After reading all that, my only thought is: "Now let's see you debug that."
IMHO the more abstract and complex a system is, the more chances that something will go wrong. When one has to figure out what's actually happening among a huge mess of overly-abstracted code, simple and straightforward always wins. Perhaps it's some kind of job security.
Having been one of the earliest non-author adopters of https://p3rl.org/Future the difference between having a simple (FSVO) callback and a 'thing' with a reasonably predictable API shape was huge once you were doing more than one thing at once (which, if you aren't, async may be overkill anyway).
Plus with a known interface between the code completing the work and the code wanting the result of the work gives you a much clearer boundary rather than having to keep all of the specific async model underlying it in your head (you'll still need -some- of it while debugging, sure, but much less).
So while your view about over-abstraction is often on point, I think in this case people will find that in practice it's no harder - and in some cases easier - to debug code written to the proposed standard.
I have had to drag people kicking and screaming into the Future before now, but in the end they've all thanked me.
I always kind of scratch my head at this kind of language extension. In my world there are legacy projects and new projects. Why would I want introduce this into a legacy codebase? If it’s a new project where async language features are important, why wouldn’t I use a language better suited for that?
One reason is new applications in legacy enterprises that are slow at adopting newer/better languages for a variety of reasons. I used to work as an embedded SWE for a Fortune 500 that made heavy use of C++ and was very resistant to Rust/Zig/others, but was much more willing to adopt newer versions of C++ for new projects. Although I would have preferred to work in Rust, having features like these would have been great in that environment.
This is not a language extension, it is a pure library feature. C++ has had async/await for a while, so it is perfectly suited for that; sender/receivers build on top of that functionality.
In any case, Eric Niebler now works at NVidia, which has expressed an interest on Senders/Receivers as they are not just for networking, but a general mechanism for composition of async operations.
I still have my concerns, as I think the heavily templating will come at a cost of clarity, but I haven't tried them on a large application yet.
When reading the blog, I saw these really long, complex bits of code and was thinking to myself, "_this_ is simpler?!"
It turns out those long complex pieces of code are not something the consumer, the program writer, me and you, will ever need to see. If the author reads this, I apologise for saying so, but IMO the blog post aims well but misfires: it needs to communicate to C++ developers what code _they_, ie _us_ normal folk, will see and write. Otherwise we'll get scared off. (But, I do note your absolute enthusiasm shines through and that carried me through the entire post :))

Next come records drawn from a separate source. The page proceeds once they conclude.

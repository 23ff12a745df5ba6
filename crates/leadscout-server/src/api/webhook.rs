//! Telegram webhook binding.
//!
//! The push counterpart of the bot's long-poll loop: Telegram POSTs update
//! envelopes to a secret-bearing path, and the same transport-agnostic
//! handler produces the replies.

use axum::{
    extract::{Path, State},
    http::StatusCode,
    Extension, Json,
};

use leadscout_bot::{handle_message, Update};

use crate::api::{ApiError, AppState};
use crate::middleware::RequestId;

/// Receives one update envelope. A wrong secret is `404` with no detail;
/// processing failures never propagate to Telegram — the route answers
/// `200 OK` once the update has been handled so the platform does not
/// redeliver it.
pub async fn telegram_webhook(
    State(state): State<AppState>,
    Path(secret): Path<String>,
    Extension(req_id): Extension<RequestId>,
    Json(update): Json<Update>,
) -> Result<StatusCode, ApiError> {
    let (Some(telegram), Some(expected)) = (&state.telegram, &state.webhook_secret) else {
        return Err(ApiError::new(
            req_id.0,
            "service_unavailable",
            "chat delivery is not configured",
        ));
    };

    if secret != *expected {
        return Err(ApiError::new(req_id.0, "not_found", "not found"));
    }

    let Some(message) = update.message else {
        return Ok(StatusCode::OK);
    };
    let Some(text) = message.text.as_deref() else {
        return Ok(StatusCode::OK);
    };

    let replies = handle_message(&state.serp, &state.scraper, text).await;
    for reply in replies {
        if let Err(e) = telegram.send_message(message.chat.id, &reply).await {
            tracing::warn!(chat_id = message.chat.id, error = %e, "sendMessage failed");
        }
    }

    Ok(StatusCode::OK)
}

> At this point you may be wondering what’s the point to all of this. Senders and receivers, operation states with fiddly lifetime requirements, connect, start, three different callbacks — who wants to manage all of this? The C API was way simpler. It’s true! So why am I so unreasonably excited about all of this? The caller of async_read_file doesn’t need to care about any of that.
This is in "step 6", about ten screens into the blogpost. Good thing I read the whole thing!
So, THIS is the takeaway. You have old code (C-style, like the Win32 API):
/// Old-style async C API with a callback
/// (like Win32's ReadFileEx)
struct overlapped {
// ...OS internals here...
};
using overlapped_callback =
void(int status, int bytes, overlapped* user);
int read_file(FILE*, char* buffer, int bytes,
overlapped* user, overlapped_callback* cb);
> You want to use senders because then you can stitch your async operations together with other operations from other libraries using generic algorithms from still other libraries. And so you can co_await your async operations in coroutines without having to write an additional line of code.
> Why do we need senders when C++ has coroutines? [...] this isn’t an either/or. Senders are part of the coroutine story.
And actually -- that looks pretty good to me!
And if the author reads this, if I may suggest, put this first! (Combined with the note about multiple different APIs all made cohesive, give two examples perhaps.) But sell the solution, then explain the intricate mechanism.
And, great work. I can see myself writing code using this. I like it.
> since Asio was effectively kicked out of standardisation
I saw that that happened but didn't have time to dig into it. Asio has been in use for a couple of decades so was surprised it didn't pass muster. Could anyone summarize what went wrong?
Admittedly what Nebler is talking about does look a lot simpler, but is it a reasonably full replacement for the functionality of Asio?
It is still not clear to me what happened. One issue is that there was no big company behind asio and some companies were looking for a more general framework.
Still for what I have seen, sender/receiver only deal with composing async operations, the proposal so far still lack an actual network executor, so it is far from being ready.
This is a shame I think, because while asio might not have been perfect it means that in 2024 C++ still lacks a network library.
IMHO the more abstract and complex a system is, the more chances that something will go wrong. When one has to figure out what's actually happening among a huge mess of overly-abstracted code, simple and straightforward always wins. Perhaps it's some kind of job security.